Ireland is a heavyweight in food production and we specialise in exporting some of the most carbon-intensive foods. Neither short- nor long-term climate targets will be met without changes to how we produce food and manage land.
Furthermore, international pressure is mounting for stronger cuts. Recent UN reports have brought attention to methane, a potent but short-lived greenhouse gas largely arising from food systems and ruminant animals like cows. Rapid cuts in methane emissions are necessary to meet the Paris Agreement goals, according to climate scientists, and are the strongest lever we have to limit global warming in the short term.
Some claim the impact of methane emissions is overstated. While it’s true that methane emissions don’t need to fall to zero, as CO2 emissions do, simply stabilising methane emissions is not an adequate response to climate change.
Even though it is short-lived, methane is a turbo-charged greenhouse gas, which is true even if it arises from animals (so-called “biogenic methane”). Human activities have caused its concentration in the atmosphere to rise by 150 per cent, causing half a degree of global warming already. If we only cared about the global temperature in the distant future, there would be a case for merely stabilising methane emissions, but with worsening extreme weather events this summer, and rapid glacial melt already attributed to climate change, the time for treating global warming as a problem for the future is over.
Methane emissions
In response, the US and EU have pledged to reduce methane emissions by 30 per cent by 2030, and Denmark, which also has a large dairy sector, plans to reduce its agriculture emissions by 55-65 per cent by 2030 from 1990 levels, rewilding some farmland and compensating farmers with $600 million during the transition.
Some argue that if we counted the CO2 drawn down from the atmosphere into trees and soil, so-called “land use removals”, the climate impact of our agricultural sector would not seem so bad.

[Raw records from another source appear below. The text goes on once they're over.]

//! Windowed feature extraction and historical-baseline anomaly detection for
//! the transaction history of a single on-chain address.

pub mod anomaly;
pub mod baseline;
pub mod cli;
pub mod config;
pub mod features;
pub mod ingest;
pub mod pipeline;
pub mod report;
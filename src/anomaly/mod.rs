pub mod engine;
pub mod rules;
pub mod types;

pub use engine::AnomalyEngine;
pub use types::{AnomalyFlag, AnomalyKind, Sentinel};
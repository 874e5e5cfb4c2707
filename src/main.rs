use clap::Parser;
use tracing_subscriber::EnvFilter;

use onchain_baseline::cli::Cli;
use onchain_baseline::config::{LogFormat, LoggingConfig, TargetConfig};
use onchain_baseline::ingest::load_transactions;
use onchain_baseline::pipeline::AnalysisPipeline;

fn main() -> eyre::Result<()> {
    color_eyre::install()?;

    let config = Cli::parse().into_config()?;
    init_tracing(&config.logging);

    tracing::info!(
        targets = config.targets.len(),
        window_hours = config.analysis.window_hours,
        step_hours = config.analysis.step_hours,
        baseline_days = config.analysis.baseline_days,
        std_dev_multiplier = config.analysis.std_dev_multiplier,
        "On-chain baseline analyzer starting"
    );

    let pipeline = AnalysisPipeline::new(config.analysis.clone())?;

    let mut failed = 0usize;
    for target in &config.targets {
        if let Err(e) = run_target(&pipeline, target) {
            tracing::error!(address = %target.address, error = %e, "Target analysis failed");
            failed += 1;
        }
    }

    if failed > 0 {
        return Err(eyre::eyre!(
            "{} of {} targets failed",
            failed,
            config.targets.len()
        ));
    }

    tracing::info!("All targets analyzed");
    Ok(())
}

fn run_target(pipeline: &AnalysisPipeline, target: &TargetConfig) -> eyre::Result<()> {
    let transactions = load_transactions(&target.input)?;
    let report = pipeline.run(&target.address, &transactions)?;
    report.write_json(&target.output)?;

    tracing::info!(
        address = %target.address,
        windows = report.analysis_windows.len(),
        flagged_windows = report.flagged_windows(),
        flags = report.flag_count(),
        output = %target.output.display(),
        "Analysis report written"
    );
    Ok(())
}

/// Structured logging; `RUST_LOG` overrides the configured level.
fn init_tracing(logging: &LoggingConfig) {
    let filter =
        EnvFilter::try_from_default_env().unwrap_or_else(|_| EnvFilter::new(&logging.level));
    let builder = tracing_subscriber::fmt()
        .with_env_filter(filter)
        .with_target(true);

    match logging.format {
        LogFormat::Json => builder.json().init(),
        LogFormat::Pretty => builder.init(),
    }
}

Grassland on drained organic soils and degraded bogs emit about 10 million tonnes of CO2, about the same as the power sector each year
In fact, the opposite is true.
In Ireland, land is a significant net source of nearly five million tonnes of CO2 emissions. Grassland on drained organic soils and degraded bogs together emit about 10 million tonnes of CO2, around the same as the power sector, each year. These are partially offset by forestry and grassland on mineral soils, which draw down and remove CO2 from the atmosphere.
It is not credible for the agriculture sector, therefore, to claim credits for CO2 removal from trees and soil without also addressing the very significant sources of land-use emissions.
Moreover, forests will remove significantly less CO2 from the atmosphere over the coming decade and could even become another emissions source by 2030, according to projections. We have simply not been planting enough trees: annual planting is 60 per cent behind the Government target of 8,000 hectares.
Even if tree planting accelerated immediately, CO2 removals would mainly accrue after 2030, because trees only begin to sequester carbon in earnest when they are mature. This means that there is little scope for land to contribute to meeting the 2030 target.
‘Carbon farming’
There is also hope that targets can be achieved by drawing down CO2 into the soil through new practices known as “carbon farming”. This could play an important part in climate mitigation efforts, but the capacity for soil to permanently sequester carbon is uncertain, and the changing climate may alter the ability of the landscape to absorb carbon. Drought and changes in land management can cause dramatic and sudden shifts in the carbon cycle, making it very difficult to establish that permanent carbon removals have taken place. The same is true for forests. For example, a devastating outbreak of bark beetle linked to climate change has destroyed large swathes of central Europe’s spruce forests, decimating its carbon sink.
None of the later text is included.